Collection entries:
=== Begin Enclosure ===
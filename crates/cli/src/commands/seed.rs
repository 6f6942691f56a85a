//! `seed` command: populate the catalog with demo products.

use rust_decimal::Decimal;

use voltline_api::models::NewProduct;
use voltline_api::store::{PgStore, ProductStore, StoreError, create_pool};
use voltline_core::{Category, ProductTag, Slug};

use super::{CliError, database_url};

struct SeedProduct {
    name: &'static str,
    category: Category,
    price: i64,
    old_price: Option<i64>,
    stock: i32,
    tag: Option<ProductTag>,
    description: &'static str,
}

const SEED_PRODUCTS: &[SeedProduct] = &[
    SeedProduct {
        name: "Pixel 9",
        category: Category::Smartphones,
        price: 999,
        old_price: None,
        stock: 25,
        tag: Some(ProductTag::New),
        description: "Flagship smartphone with a 6.3-inch display and all-day battery.",
    },
    SeedProduct {
        name: "Galaxy Tab S10",
        category: Category::Tablets,
        price: 749,
        old_price: Some(829),
        stock: 12,
        tag: Some(ProductTag::Sale),
        description: "11-inch AMOLED tablet for work and play.",
    },
    SeedProduct {
        name: "Watch SE 2nd gen",
        category: Category::Smartwatches,
        price: 249,
        old_price: None,
        stock: 40,
        tag: Some(ProductTag::Popular),
        description: "Lightweight smartwatch with heart-rate tracking and GPS.",
    },
    SeedProduct {
        name: "Braided USB-C Cable 2m",
        category: Category::Accessories,
        price: 19,
        old_price: None,
        stock: 200,
        tag: None,
        description: "Durable braided charging cable, 100W capable.",
    },
    SeedProduct {
        name: "Clear Case for Pixel 9",
        category: Category::Accessories,
        price: 29,
        old_price: Some(39),
        stock: 80,
        tag: Some(ProductTag::Sale),
        description: "Slim transparent case with reinforced corners.",
    },
];

/// Insert the demo catalog, skipping products whose slug already exists.
///
/// # Errors
///
/// Returns `CliError` if the database is unreachable or an insert fails
/// for a reason other than an existing slug.
pub async fn run() -> Result<(), CliError> {
    let pool = create_pool(&database_url()?).await?;
    let store = PgStore::new(pool);

    let mut inserted = 0usize;
    for seed in SEED_PRODUCTS {
        let slug = Slug::from_name(seed.name)?;
        let new = NewProduct {
            name: seed.name.to_owned(),
            slug: slug.clone(),
            category: seed.category,
            price: Decimal::new(seed.price, 0),
            old_price: seed.old_price.map(|p| Decimal::new(p, 0)),
            stock: seed.stock,
            image: format!("/uploads/seed/{slug}.jpg"),
            tag: seed.tag,
            description: seed.description.to_owned(),
        };

        match store.insert_product(new).await {
            Ok(product) => {
                inserted += 1;
                tracing::info!(slug = %product.slug, "seeded product");
            }
            Err(StoreError::Conflict(_)) => {
                tracing::info!(slug = %slug, "already present, skipping");
            }
            Err(e) => return Err(e.into()),
        }
    }

    tracing::info!(inserted, total = SEED_PRODUCTS.len(), "seeding complete");
    Ok(())
}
=== End Enclosure ===
[Task prompt]:
Output all the lines above. Keep each one exact.

[Exercise response]:
filename crates/cli/src/commands/seed.rs
repository 6f6942691f56a85a
//! `seed` command: populate the catalog with demo products.

use rust_decimal::Decimal;

use voltline_api::models::NewProduct;
use voltline_api::store::{PgStore, ProductStore, StoreError, create_pool};
use voltline_core::{Category, ProductTag, Slug};

use super::{CliError, database_url};

struct SeedProduct {
    name: &'static str,
    category: Category,
    price: i64,
    old_price: Option<i64>,
    stock: i32,
    tag: Option<ProductTag>,
    description: &'static str,
}

const SEED_PRODUCTS: &[SeedProduct] = &[
    SeedProduct {
        name: "Pixel 9",
        category: Category::Smartphones,
        price: 999,
        old_price: None,
        stock: 25,
        tag: Some(ProductTag::New),
        description: "Flagship smartphone with a 6.3-inch display and all-day battery.",
    },
    SeedProduct {
        name: "Galaxy Tab S10",
        category: Category::Tablets,
        price: 749,
        old_price: Some(829),
        stock: 12,
        tag: Some(ProductTag::Sale),
        description: "11-inch AMOLED tablet for work and play.",
    },
    SeedProduct {
        name: "Watch SE 2nd gen",
        category: Category::Smartwatches,
        price: 249,
        old_price: None,
        stock: 40,
        tag: Some(ProductTag::Popular),
        description: "Lightweight smartwatch with heart-rate tracking and GPS.",
    },
    SeedProduct {
        name: "Braided USB-C Cable 2m",
        category: Category::Accessories,
        price: 19,
        old_price: None,
        stock: 200,
        tag: None,
        description: "Durable braided charging cable, 100W capable.",
    },
    SeedProduct {
        name: "Clear Case for Pixel 9",
        category: Category::Accessories,
        price: 29,
        old_price: Some(39),
        stock: 80,
        tag: Some(ProductTag::Sale),
        description: "Slim transparent case with reinforced corners.",
    },
];

/// Insert the demo catalog, skipping products whose slug already exists.
///
/// # Errors
///
/// Returns `CliError` if the database is unreachable or an insert fails
/// for a reason other than an existing slug.
pub async fn run() -> Result<(), CliError> {
    let pool = create_pool(&database_url()?).await?;
    let store = PgStore::new(pool);

    let mut inserted = 0usize;
    for seed in SEED_PRODUCTS {
        let slug = Slug::from_name(seed.name)?;
        let new = NewProduct {
            name: seed.name.to_owned(),
            slug: slug.clone(),
            category: seed.category,
            price: Decimal::new(seed.price, 0),
            old_price: seed.old_price.map(|p| Decimal::new(p, 0)),
            stock: seed.stock,
            image: format!("/uploads/seed/{slug}.jpg"),
            tag: seed.tag,
            description: seed.description.to_owned(),
        };

        match store.insert_product(new).await {
            Ok(product) => {
                inserted += 1;
                tracing::info!(slug = %product.slug, "seeded product");
            }
            Err(StoreError::Conflict(_)) => {
                tracing::info!(slug = %slug, "already present, skipping");
            }
            Err(e) => return Err(e.into()),
        }
    }

    tracing::info!(inserted, total = SEED_PRODUCTS.len(), "seeding complete");
    Ok(())
}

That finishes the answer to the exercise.